El Teniente Coronel Schmidt se dio la vuelta y su rostro se agrió al instante; ¿cómo podrían los Dragones, que no llegaban ni a dos regimientos, enfrentarse precipitadamente a la fuerza principal del Ejército Francés? Aquella era claramente una orden para usar las vidas de los soldados para retrasar a los franceses.
Luego, Carlos II ordenó a dos regimientos de infantería que fueran al encuentro del tren de bagajes y los cañones en la retaguardia, mientras que el resto de las tropas debían reagruparse inmediatamente con él.
En ese momento, todavía tenía unos 16.000 soldados bajo su mando, y mientras pudieran formar filas, aún tendrían una oportunidad de luchar contra el Ejército Francés.
Además, 6.000 soldados del Ejército del Sur de los Países Bajos en Bruselas podrían llegar como refuerzos para la tarde de mañana. Para entonces, incluso se podría lanzar un contraataque contra el Ejército Francés.
Sin embargo, la situación en el campo de batalla se desarrolló de forma completamente diferente a como él la había previsto.
En poco más de una hora, la Artillería Montada de la Guardia, junto con el Cuerpo de Dragones de apoyo, se abrió paso a través de la brecha de casi dos kilómetros entre la fuerza principal del Ejército Hanoveriano y los artilleros de la retaguardia.

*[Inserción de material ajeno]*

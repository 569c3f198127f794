//! Generation job submission.
//!
//! Maps a finalized prompt onto the rendering service's submission call and
//! classifies the response. Submissions are never retried here; a duplicate
//! would be charged twice.

use std::sync::Arc;

use async_trait::async_trait;
use tracing::{info, warn};
use vgen_client::{
    ApiEnvelope, ClientError, ClientResult, GenerationType, RecordInfo, RenderClient, SubmitData,
    SubmitRequest,
};
use vgen_models::{AspectRatio, JobHandle, JobId, ReferenceImage, ResolutionTier};

use crate::config::ModelConfig;
use crate::error::{WorkerError, WorkerResult};
use crate::metrics;

/// Application code (and HTTP status) meaning the account cannot pay.
pub const INSUFFICIENT_BALANCE_CODE: i64 = 402;

/// Remote rendering service.
#[async_trait]
pub trait RenderService: Send + Sync {
    /// Submit a job; the envelope is returned unclassified.
    async fn submit(&self, request: &SubmitRequest) -> ClientResult<ApiEnvelope<SubmitData>>;

    /// Query one job's status.
    async fn status(&self, job_id: &JobId) -> ClientResult<ApiEnvelope<RecordInfo>>;
}

#[async_trait]
impl RenderService for RenderClient {
    async fn submit(&self, request: &SubmitRequest) -> ClientResult<ApiEnvelope<SubmitData>> {
        RenderClient::submit(self, request).await
    }

    async fn status(&self, job_id: &JobId) -> ClientResult<ApiEnvelope<RecordInfo>> {
        self.record_info(job_id.as_str()).await
    }
}

/// Submits generation jobs.
#[derive(Clone)]
pub struct JobSubmitter {
    service: Arc<dyn RenderService>,
    models: ModelConfig,
}

impl JobSubmitter {
    pub fn new(service: Arc<dyn RenderService>, models: ModelConfig) -> Self {
        Self { service, models }
    }

    /// Wire payload for one submission.
    pub fn build_request(
        &self,
        prompt: &str,
        aspect_ratio: AspectRatio,
        tier: ResolutionTier,
        reference_image: Option<&ReferenceImage>,
    ) -> SubmitRequest {
        let (generation_type, image_urls) = match reference_image {
            Some(image) => (
                GenerationType::ReferenceToVideo,
                vec![RenderClient::image_data_uri(image)],
            ),
            None => (GenerationType::TextToVideo, Vec::new()),
        };

        SubmitRequest {
            prompt: prompt.to_string(),
            model: self.models.model_for(tier).to_string(),
            aspect_ratio: aspect_ratio.as_str().to_string(),
            enable_translation: true,
            generation_type,
            image_urls,
        }
    }

    /// Submit and return the job handle.
    pub async fn submit(
        &self,
        prompt: &str,
        aspect_ratio: AspectRatio,
        tier: ResolutionTier,
        reference_image: Option<&ReferenceImage>,
    ) -> WorkerResult<JobHandle> {
        let request = self.build_request(prompt, aspect_ratio, tier, reference_image);
        info!(
            model = %request.model,
            aspect_ratio = %request.aspect_ratio,
            generation_type = ?request.generation_type,
            "Submitting generation job"
        );

        let classified = classify_submission(self.service.submit(&request).await);
        match &classified {
            Ok(handle) => {
                metrics::record_submission("accepted", tier.as_str());
                info!(job_id = %handle.id(), "Generation job accepted");
            }
            Err(e) => {
                metrics::record_submission(outcome_label(e), tier.as_str());
                warn!(error = %e, "Generation job not accepted");
            }
        }
        classified
    }
}

impl std::fmt::Debug for JobSubmitter {
    fn fmt(&self, f: &mut std::fmt::Formatter<'_>) -> std::fmt::Result {
        f.debug_struct("JobSubmitter")
            .field("models", &self.models)
            .finish()
    }
}

/// Turn a raw submission response into a handle or a typed failure.
pub fn classify_submission(response: ClientResult<ApiEnvelope<SubmitData>>) -> WorkerResult<JobHandle> {
    let envelope = match response {
        Ok(envelope) => envelope,
        Err(ClientError::Http { status, body }) if i64::from(status) == INSUFFICIENT_BALANCE_CODE => {
            let message = if body.trim().is_empty() {
                "insufficient balance".to_string()
            } else {
                body
            };
            return Err(WorkerError::insufficient_balance(message));
        }
        Err(e) => return Err(WorkerError::Client(e)),
    };

    if envelope.code == INSUFFICIENT_BALANCE_CODE {
        return Err(WorkerError::insufficient_balance(envelope.message()));
    }
    if !envelope.is_success() {
        return Err(WorkerError::remote_rejected(envelope.code, envelope.message()));
    }

    envelope
        .data
        .and_then(|d| d.job_id)
        .map(|id| id.trim().to_string())
        .filter(|id| !id.is_empty())
        .map(JobHandle::new)
        .ok_or_else(|| WorkerError::malformed("success response without a job id"))
}

fn outcome_label(error: &WorkerError) -> &'static str {
    match error {
        WorkerError::InsufficientBalance(_) => "insufficient_balance",
        WorkerError::RemoteRejected { .. } => "rejected",
        WorkerError::MalformedResponse(_) => "malformed",
        _ => "transport",
    }
}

Siguiendo la sugerencia de Napoleón, el batallón de artillería estableció rápidamente posiciones en las colinas del norte, mientras que el Cuerpo de Dragones formó una línea de infantería junto a los bosques al pie de las colinas.
Mientras tanto, la fuerza principal del Cuerpo de Guardia lanzó un feroz ataque contra los 3 regimientos hanoverianos separados que estaban dispersos en el exterior.
Usando su absoluta superioridad numérica, cuatro regimientos de infantería al frente atacaron en formación de columna, con la caballería flanqueando por ambos lados.
Una hora antes, esta fuerza hanoveriana todavía estaba en marcha y solo fue informada por un oficial de ordenanzas enviado por Carlos II de que debían entrar en combate con el Ejército Francés.
La orden que Carlos II les había dado era que se acercaran a la fuerza principal tanto como fuera posible, sin preocuparse ya por los holandeses.
Pero aún no habían logrado organizar su formación cuando las columnas de los franceses aparecieron ante su vista.
La batalla se desarrolló sin ningún suspense: la caballería del Cuerpo de Guardia realizó un ataque de finta para distraer, mientras que la infantería al frente ya había cargado hasta ponerse cara a cara con los hanoverianos.
Las columnas se desplegaron rápidamente en formación de línea y, antes de que se pudiera disparar una sola salva, el Ejército Hanoveriano ya se había visto forzado a una retirada desordenada por el impulso aterrador.